The current code base.

If you find a vulnerability, please report it to Hacker Factor: https://hackerfactor.com/about.php Email should be fine. You should expect a reply within 48 hours (and often much faster).

NOTE: My email server requires your sending mail system to have a proper reverse hostname and SPF record. (If you can email someone at Google, then you can email me. We have the same email sending requirements.) If you don't receive some kind of response within 48 hours, then try one of the other contact ways to reach me. (Maybe your email triggered a spam filter rule. Don't give up just because one email didn't work.)

If you believe that the information is too sensitive for email, then contact me first (without details) and I can setup a dropbox where you can securely upload the details.

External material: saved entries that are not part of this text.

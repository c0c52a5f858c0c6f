#![allow(clippy::unwrap_used)]

use super::*;
use crate::test_support::{read_into, scratch_function, unit_with};
use crate::{FormProcessor, Unit};
use kiln_backend::{FunctionId, Instr, Terminator};
use pretty_assertions::assert_eq;

fn declared(source: &str) -> Unit {
    let (mut unit, forms) = unit_with(source);
    unit.process_all(&forms).unwrap();
    unit
}

fn function(unit: &Unit, symbol: &str) -> FunctionId {
    unit.context()
        .module()
        .lookup_function(symbol)
        .unwrap_or_else(|| panic!("`{symbol}` was not emitted"))
}

fn entry_instrs<'u>(unit: &'u Unit, symbol: &str) -> &'u [Instr] {
    let module = unit.context().module();
    let func = module.function(function(unit, symbol));
    assert_eq!(func.blocks().len(), 1, "{symbol}");
    module.block(func.blocks()[0]).instrs()
}

fn comparison_predicate(unit: &Unit, symbol: &str) -> IntPredicate {
    match entry_instrs(unit, symbol) {
        [Instr::ExtractValue { .. }, Instr::ExtractValue { .. }, Instr::ICmp { pred, .. }] => *pred,
        other => panic!("unexpected body for `{symbol}`: {other:?}"),
    }
}

#[test]
fn every_enum_gets_constructor_conversion_and_comparisons() {
    let unit = declared("(def E (enum intern int (a b)))");

    let ctor = entry_instrs(&unit, "_kiln_E$$int");
    assert!(matches!(ctor, [Instr::InsertValue { index: 0, .. }]));
    let conv = entry_instrs(&unit, "_kiln_int$$E");
    assert!(matches!(conv, [Instr::ExtractValue { index: 0, .. }]));
    for op in ["$EQ", "$BG$EQ", "$LT", "$LT$EQ", "$GT", "$GT$EQ"] {
        let symbol = format!("_kiln_{op}$$E$CE");
        let module = unit.context().module();
        let func = module.function(function(&unit, &symbol));
        assert_eq!(func.params().len(), 2);
        assert_eq!(module.int_width(func.ret()), Some(1), "{symbol}");
    }
}

#[test]
fn generated_functions_return_their_value() {
    let unit = declared("(def E (enum extern int (a)))");
    let module = unit.context().module();

    for symbol in ["_kiln_E$$int", "_kiln_int$$E", "_kiln_$EQ$$E$CE"] {
        let func = module.function(function(&unit, symbol));
        assert_eq!(func.linkage(), kiln_backend::Linkage::External);
        let entry = module.block(func.blocks()[0]);
        let returned = entry.instrs().last().and_then(Instr::dst);
        assert_eq!(entry.terminator(), Some(&Terminator::Ret(returned)));
    }
}

#[test]
fn comparisons_follow_the_signedness_of_the_underlying_type() {
    let unit = declared(
        "(def S (enum intern int8 (a)))
         (def U (enum intern uint8 (a)))",
    );

    assert_eq!(comparison_predicate(&unit, "_kiln_$LT$$S$CS"), IntPredicate::Slt);
    assert_eq!(comparison_predicate(&unit, "_kiln_$LT$$U$CU"), IntPredicate::Ult);
    assert_eq!(comparison_predicate(&unit, "_kiln_$GT$EQ$$U$CU"), IntPredicate::Uge);
    assert_eq!(comparison_predicate(&unit, "_kiln_$EQ$$U$CU"), IntPredicate::Eq);
}

#[test]
fn generated_functions_live_in_the_enum_namespace() {
    let unit = declared("(namespace gfx (def Colour (enum intern int (red))))");

    function(&unit, "_kiln_gfx$Colour$$int");
    function(&unit, "_kiln_gfx$int$$gfx$DTColour");
}

#[test]
fn comparing_enum_values_yields_bool() {
    let mut unit = declared("(def E (enum intern int (a b)))");
    let node = read_into(&mut unit, "(< (E 1) (E 2))")[0];
    let (func, entry) = scratch_function(&mut unit, &[]);

    let r = FormProcessor::new(&mut unit, func).process(entry, node).unwrap();

    assert_eq!(r.ty, Idx::BOOL);
}

#[test]
fn enums_do_not_compare_with_their_underlying_type() {
    let mut unit = declared("(def E (enum intern int (a b)))");
    let node = read_into(&mut unit, "(= (E 1) (int (E 2)))")[0];
    let (func, entry) = scratch_function(&mut unit, &[]);

    assert!(FormProcessor::new(&mut unit, func).process(entry, node).is_err());
    assert_eq!(
        crate::test_support::error_codes(&unit),
        vec![kiln_diagnostic::ErrorCode::E2007]
    );
}
//! Core syntax-tree types for the kiln compiler.
//!
//! Everything downstream of the reader works on these types:
//!
//! - [`Span`]: byte range into the source of a unit
//! - [`Name`] / [`StringInterner`]: interned identifiers and literal text
//! - [`NodeArena`] / [`NodeId`]: the S-expression tree of one unit
//!
//! Nodes are stored in a flat arena and referenced by index. Lists keep
//! their children contiguously in a side table, so a list node is a
//! `(start, len)` pair rather than an owned `Vec`.

mod interner;
mod name;
mod node;
mod span;

pub use interner::{SharedInterner, StringInterner};
pub use name::Name;
pub use node::{Node, NodeArena, NodeBuilder, NodeId, NodeKind, NodeRange, Token, TokenKind};
pub use span::Span;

Please provide as much detail as possible for us to replicate, identify, and fix the vulnerability. When we know what the vulnerability is, we can coordinate a release plan and statement about the problem. Unforuntately, we cannot determine how long it will take to fix the issue until we know what the issue is and can replicate it. Given the lack of complexity in this code, I seriously doubt that a fix will take more than a few days.